(Collection entries)
• • • • • • •
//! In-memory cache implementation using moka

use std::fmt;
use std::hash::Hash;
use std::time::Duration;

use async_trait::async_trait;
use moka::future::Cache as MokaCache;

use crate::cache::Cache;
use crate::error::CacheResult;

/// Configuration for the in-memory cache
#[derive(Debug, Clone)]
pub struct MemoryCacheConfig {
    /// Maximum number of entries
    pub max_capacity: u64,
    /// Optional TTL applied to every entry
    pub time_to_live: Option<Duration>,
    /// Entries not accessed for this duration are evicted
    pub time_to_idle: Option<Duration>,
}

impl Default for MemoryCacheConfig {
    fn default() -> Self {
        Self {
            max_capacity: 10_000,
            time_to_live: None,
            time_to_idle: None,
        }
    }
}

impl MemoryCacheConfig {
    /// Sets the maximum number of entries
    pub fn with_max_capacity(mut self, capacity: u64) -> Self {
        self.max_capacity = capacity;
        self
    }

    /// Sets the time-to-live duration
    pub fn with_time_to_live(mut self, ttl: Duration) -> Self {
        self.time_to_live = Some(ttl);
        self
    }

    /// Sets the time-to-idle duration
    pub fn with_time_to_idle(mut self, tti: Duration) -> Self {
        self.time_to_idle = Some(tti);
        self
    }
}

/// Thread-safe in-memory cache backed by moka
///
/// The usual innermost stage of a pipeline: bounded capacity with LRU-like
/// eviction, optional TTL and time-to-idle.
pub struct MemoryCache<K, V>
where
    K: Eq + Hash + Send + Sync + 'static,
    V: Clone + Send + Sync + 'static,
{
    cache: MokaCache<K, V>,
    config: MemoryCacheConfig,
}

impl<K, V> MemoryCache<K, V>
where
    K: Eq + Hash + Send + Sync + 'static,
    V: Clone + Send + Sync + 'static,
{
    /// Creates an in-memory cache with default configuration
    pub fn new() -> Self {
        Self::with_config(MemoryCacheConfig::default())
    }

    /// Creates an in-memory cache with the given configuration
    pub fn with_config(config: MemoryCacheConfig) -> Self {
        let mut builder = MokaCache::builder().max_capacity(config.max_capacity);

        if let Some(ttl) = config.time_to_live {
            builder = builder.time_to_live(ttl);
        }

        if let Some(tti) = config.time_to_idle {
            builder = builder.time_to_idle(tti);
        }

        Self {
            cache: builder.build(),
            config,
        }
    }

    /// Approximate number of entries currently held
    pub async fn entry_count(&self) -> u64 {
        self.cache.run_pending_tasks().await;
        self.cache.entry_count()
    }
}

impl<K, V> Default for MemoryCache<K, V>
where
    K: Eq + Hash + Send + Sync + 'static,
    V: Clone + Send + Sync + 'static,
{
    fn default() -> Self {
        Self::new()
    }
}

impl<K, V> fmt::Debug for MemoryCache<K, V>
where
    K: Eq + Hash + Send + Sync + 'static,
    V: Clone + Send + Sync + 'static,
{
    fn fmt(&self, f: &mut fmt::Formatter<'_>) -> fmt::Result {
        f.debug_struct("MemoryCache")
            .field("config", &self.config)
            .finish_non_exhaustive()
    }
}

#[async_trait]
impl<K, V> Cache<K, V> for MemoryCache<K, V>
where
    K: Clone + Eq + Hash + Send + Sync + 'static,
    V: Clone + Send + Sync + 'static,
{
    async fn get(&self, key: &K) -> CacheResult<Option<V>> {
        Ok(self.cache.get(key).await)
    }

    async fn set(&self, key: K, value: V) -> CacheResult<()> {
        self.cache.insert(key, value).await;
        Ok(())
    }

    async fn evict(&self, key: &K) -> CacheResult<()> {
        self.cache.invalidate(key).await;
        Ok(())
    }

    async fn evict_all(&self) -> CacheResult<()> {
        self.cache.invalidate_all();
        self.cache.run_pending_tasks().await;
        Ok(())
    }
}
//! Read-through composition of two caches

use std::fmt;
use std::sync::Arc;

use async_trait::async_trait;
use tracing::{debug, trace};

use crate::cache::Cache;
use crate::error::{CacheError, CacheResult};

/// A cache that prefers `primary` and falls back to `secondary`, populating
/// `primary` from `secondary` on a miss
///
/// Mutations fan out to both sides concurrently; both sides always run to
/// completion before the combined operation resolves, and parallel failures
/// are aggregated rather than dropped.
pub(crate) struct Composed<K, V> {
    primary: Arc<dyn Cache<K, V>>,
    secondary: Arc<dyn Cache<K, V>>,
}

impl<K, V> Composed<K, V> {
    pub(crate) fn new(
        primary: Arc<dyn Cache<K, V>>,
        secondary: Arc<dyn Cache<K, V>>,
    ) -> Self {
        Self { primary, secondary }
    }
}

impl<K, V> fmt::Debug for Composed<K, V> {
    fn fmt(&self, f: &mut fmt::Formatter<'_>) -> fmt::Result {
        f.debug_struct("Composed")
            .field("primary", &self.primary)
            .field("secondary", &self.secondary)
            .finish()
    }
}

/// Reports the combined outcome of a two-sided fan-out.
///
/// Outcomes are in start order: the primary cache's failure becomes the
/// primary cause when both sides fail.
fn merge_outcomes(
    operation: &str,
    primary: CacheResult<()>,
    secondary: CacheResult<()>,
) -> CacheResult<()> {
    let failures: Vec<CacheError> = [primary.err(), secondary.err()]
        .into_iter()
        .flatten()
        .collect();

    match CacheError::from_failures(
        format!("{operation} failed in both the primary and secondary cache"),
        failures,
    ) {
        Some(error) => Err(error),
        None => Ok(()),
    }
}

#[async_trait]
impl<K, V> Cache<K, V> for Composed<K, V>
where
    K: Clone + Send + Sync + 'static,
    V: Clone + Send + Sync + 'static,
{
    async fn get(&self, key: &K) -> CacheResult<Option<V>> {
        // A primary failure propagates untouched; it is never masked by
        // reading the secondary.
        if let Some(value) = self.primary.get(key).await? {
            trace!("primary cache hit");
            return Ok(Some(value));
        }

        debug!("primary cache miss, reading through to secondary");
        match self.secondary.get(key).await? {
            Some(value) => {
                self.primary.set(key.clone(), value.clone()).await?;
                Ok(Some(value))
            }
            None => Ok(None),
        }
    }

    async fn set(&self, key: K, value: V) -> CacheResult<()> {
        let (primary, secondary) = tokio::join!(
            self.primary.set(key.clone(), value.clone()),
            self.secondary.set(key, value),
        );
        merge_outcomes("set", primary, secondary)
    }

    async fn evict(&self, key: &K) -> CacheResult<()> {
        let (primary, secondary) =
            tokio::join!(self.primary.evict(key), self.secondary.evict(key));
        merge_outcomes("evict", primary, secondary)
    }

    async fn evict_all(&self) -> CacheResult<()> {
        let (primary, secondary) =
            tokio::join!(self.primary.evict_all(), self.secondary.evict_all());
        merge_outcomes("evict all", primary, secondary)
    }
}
• • • • • • •
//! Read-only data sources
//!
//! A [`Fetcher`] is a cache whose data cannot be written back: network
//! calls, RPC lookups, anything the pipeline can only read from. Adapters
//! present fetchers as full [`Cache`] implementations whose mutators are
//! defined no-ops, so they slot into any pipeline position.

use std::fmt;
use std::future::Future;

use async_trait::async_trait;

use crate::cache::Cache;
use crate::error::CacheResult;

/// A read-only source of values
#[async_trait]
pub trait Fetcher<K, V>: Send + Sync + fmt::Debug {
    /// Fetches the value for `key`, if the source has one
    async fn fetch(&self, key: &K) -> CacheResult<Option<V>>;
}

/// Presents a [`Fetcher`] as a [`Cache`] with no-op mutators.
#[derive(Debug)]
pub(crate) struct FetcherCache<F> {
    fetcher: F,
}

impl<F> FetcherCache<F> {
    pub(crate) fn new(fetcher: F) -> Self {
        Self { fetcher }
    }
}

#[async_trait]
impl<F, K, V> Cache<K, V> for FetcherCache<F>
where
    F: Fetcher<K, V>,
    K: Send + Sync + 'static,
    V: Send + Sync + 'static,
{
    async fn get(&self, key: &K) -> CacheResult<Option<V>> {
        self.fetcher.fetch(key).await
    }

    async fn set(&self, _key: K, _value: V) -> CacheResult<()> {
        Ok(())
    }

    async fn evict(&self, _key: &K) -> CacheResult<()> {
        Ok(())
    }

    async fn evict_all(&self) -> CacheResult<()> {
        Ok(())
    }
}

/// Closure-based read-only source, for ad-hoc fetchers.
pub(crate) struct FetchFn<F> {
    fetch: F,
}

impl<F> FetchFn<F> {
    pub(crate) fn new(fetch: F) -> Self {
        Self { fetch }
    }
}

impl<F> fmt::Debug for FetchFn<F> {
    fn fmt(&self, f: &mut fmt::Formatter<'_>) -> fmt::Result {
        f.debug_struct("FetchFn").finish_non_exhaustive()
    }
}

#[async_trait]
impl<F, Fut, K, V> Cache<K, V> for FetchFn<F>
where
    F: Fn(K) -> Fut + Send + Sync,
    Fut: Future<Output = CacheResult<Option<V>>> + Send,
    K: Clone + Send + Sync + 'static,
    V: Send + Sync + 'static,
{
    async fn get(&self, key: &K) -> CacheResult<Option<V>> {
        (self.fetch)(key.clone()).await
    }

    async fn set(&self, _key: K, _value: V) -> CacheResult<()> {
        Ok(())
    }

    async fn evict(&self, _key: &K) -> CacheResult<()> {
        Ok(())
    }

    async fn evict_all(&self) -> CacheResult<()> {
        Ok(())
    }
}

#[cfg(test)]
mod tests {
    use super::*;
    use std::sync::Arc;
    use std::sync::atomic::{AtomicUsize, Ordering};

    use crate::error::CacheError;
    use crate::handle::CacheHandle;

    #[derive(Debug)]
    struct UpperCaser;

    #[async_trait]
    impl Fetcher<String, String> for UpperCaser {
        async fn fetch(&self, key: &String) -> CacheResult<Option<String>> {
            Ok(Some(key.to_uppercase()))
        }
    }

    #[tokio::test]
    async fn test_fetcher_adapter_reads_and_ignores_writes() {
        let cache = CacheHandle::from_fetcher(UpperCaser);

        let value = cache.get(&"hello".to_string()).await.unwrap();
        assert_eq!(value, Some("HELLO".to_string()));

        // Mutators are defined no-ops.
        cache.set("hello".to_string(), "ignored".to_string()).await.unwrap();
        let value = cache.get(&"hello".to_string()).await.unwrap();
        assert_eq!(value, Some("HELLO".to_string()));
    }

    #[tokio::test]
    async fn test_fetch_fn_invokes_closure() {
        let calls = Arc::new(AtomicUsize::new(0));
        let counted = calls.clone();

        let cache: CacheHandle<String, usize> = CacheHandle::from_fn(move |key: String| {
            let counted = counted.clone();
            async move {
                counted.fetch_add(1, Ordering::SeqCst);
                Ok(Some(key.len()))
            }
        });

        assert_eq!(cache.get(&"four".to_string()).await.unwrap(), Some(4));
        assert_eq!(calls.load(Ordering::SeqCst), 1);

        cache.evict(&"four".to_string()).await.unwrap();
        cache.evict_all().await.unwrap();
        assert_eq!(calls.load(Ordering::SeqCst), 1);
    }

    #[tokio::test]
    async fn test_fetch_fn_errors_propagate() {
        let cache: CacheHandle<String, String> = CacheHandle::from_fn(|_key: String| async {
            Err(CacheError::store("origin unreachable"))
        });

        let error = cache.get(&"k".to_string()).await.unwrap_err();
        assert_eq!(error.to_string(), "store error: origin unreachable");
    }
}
• • • • • • •
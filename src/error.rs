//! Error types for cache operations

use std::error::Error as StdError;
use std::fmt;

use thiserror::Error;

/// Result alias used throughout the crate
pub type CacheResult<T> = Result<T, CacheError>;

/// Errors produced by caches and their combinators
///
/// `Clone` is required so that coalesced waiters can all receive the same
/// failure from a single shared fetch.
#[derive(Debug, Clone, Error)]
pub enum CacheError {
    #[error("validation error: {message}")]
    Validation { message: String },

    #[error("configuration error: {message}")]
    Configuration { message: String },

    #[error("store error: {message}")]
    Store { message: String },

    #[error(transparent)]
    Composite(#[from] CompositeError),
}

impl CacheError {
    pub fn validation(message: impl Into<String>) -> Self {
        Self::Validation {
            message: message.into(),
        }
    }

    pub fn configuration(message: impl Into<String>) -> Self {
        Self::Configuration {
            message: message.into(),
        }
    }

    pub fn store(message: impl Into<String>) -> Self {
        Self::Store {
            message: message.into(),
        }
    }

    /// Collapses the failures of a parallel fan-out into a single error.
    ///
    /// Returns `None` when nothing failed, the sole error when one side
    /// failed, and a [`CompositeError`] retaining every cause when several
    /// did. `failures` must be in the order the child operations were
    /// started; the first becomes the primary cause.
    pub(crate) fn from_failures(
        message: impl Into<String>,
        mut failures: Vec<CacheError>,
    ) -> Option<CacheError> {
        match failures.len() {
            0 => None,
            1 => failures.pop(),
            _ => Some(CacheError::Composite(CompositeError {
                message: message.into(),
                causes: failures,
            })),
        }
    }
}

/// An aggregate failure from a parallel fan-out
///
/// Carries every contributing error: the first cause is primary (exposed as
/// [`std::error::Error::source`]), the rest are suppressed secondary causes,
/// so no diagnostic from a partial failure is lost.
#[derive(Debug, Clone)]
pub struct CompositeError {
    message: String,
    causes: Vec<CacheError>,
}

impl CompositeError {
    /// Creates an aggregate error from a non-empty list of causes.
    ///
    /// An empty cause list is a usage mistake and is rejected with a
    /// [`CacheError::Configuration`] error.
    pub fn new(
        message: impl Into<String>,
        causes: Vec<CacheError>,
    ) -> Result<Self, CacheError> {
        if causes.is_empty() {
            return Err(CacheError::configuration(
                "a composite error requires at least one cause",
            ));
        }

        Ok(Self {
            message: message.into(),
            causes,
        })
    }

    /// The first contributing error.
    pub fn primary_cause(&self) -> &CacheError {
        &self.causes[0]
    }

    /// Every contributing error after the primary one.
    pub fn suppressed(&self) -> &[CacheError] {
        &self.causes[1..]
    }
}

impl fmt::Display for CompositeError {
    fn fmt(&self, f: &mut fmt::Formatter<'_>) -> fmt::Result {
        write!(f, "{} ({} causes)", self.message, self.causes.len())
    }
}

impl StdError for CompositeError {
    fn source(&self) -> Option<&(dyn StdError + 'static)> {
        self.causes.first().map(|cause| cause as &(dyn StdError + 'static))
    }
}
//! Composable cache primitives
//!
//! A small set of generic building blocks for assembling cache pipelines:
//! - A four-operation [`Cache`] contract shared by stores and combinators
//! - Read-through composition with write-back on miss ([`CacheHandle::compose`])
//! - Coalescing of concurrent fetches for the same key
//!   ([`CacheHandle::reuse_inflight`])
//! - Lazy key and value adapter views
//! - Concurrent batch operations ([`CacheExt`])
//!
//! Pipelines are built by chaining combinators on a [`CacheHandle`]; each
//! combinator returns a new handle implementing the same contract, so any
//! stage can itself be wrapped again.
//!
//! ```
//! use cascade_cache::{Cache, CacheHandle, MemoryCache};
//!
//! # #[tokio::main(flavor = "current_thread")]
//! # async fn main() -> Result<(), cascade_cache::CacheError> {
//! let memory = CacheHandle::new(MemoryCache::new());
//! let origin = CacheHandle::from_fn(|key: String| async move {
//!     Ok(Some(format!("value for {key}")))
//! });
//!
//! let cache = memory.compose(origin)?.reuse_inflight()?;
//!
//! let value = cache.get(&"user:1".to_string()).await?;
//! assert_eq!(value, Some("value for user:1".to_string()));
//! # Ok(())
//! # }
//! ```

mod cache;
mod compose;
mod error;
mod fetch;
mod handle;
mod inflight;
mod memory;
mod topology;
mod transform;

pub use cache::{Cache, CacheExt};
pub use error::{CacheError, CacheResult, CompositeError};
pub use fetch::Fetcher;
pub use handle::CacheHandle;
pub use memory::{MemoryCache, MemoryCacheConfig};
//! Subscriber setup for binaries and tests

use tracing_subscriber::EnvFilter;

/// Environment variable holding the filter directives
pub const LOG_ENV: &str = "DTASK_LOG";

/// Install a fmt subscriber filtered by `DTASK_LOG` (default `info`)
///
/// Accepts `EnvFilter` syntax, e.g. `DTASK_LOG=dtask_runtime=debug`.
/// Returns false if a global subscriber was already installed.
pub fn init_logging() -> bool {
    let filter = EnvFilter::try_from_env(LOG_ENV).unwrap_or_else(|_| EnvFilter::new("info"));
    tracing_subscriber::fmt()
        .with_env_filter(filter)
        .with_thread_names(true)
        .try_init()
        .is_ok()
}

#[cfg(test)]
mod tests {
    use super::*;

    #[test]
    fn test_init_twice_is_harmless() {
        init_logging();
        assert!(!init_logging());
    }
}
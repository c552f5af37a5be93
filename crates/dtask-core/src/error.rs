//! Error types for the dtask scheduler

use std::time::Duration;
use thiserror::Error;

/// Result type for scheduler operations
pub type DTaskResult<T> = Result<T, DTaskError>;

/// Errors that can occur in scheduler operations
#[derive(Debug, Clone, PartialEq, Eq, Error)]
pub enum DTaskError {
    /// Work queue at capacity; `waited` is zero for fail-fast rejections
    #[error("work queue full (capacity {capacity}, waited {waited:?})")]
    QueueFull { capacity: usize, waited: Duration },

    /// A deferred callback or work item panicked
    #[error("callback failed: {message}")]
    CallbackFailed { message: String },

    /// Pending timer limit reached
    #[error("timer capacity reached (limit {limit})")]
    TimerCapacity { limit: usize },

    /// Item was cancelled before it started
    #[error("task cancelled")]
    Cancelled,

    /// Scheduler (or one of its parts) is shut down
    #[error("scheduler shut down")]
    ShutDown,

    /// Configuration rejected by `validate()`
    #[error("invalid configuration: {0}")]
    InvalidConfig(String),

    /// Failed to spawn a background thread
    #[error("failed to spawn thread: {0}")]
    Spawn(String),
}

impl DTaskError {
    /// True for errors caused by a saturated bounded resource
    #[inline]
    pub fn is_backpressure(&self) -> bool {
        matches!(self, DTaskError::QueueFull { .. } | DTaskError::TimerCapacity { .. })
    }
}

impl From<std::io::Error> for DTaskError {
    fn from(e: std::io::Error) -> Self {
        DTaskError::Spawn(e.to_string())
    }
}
• • • • • • •
Every line of the data above that includes "origin" should be listed.

**Response to this task:**
            Err(CacheError::store("origin unreachable"))
        assert_eq!(error.to_string(), "store error: origin unreachable");
//! let origin = CacheHandle::from_fn(|key: String| async move {
//! let cache = memory.compose(origin)?.reuse_inflight()?;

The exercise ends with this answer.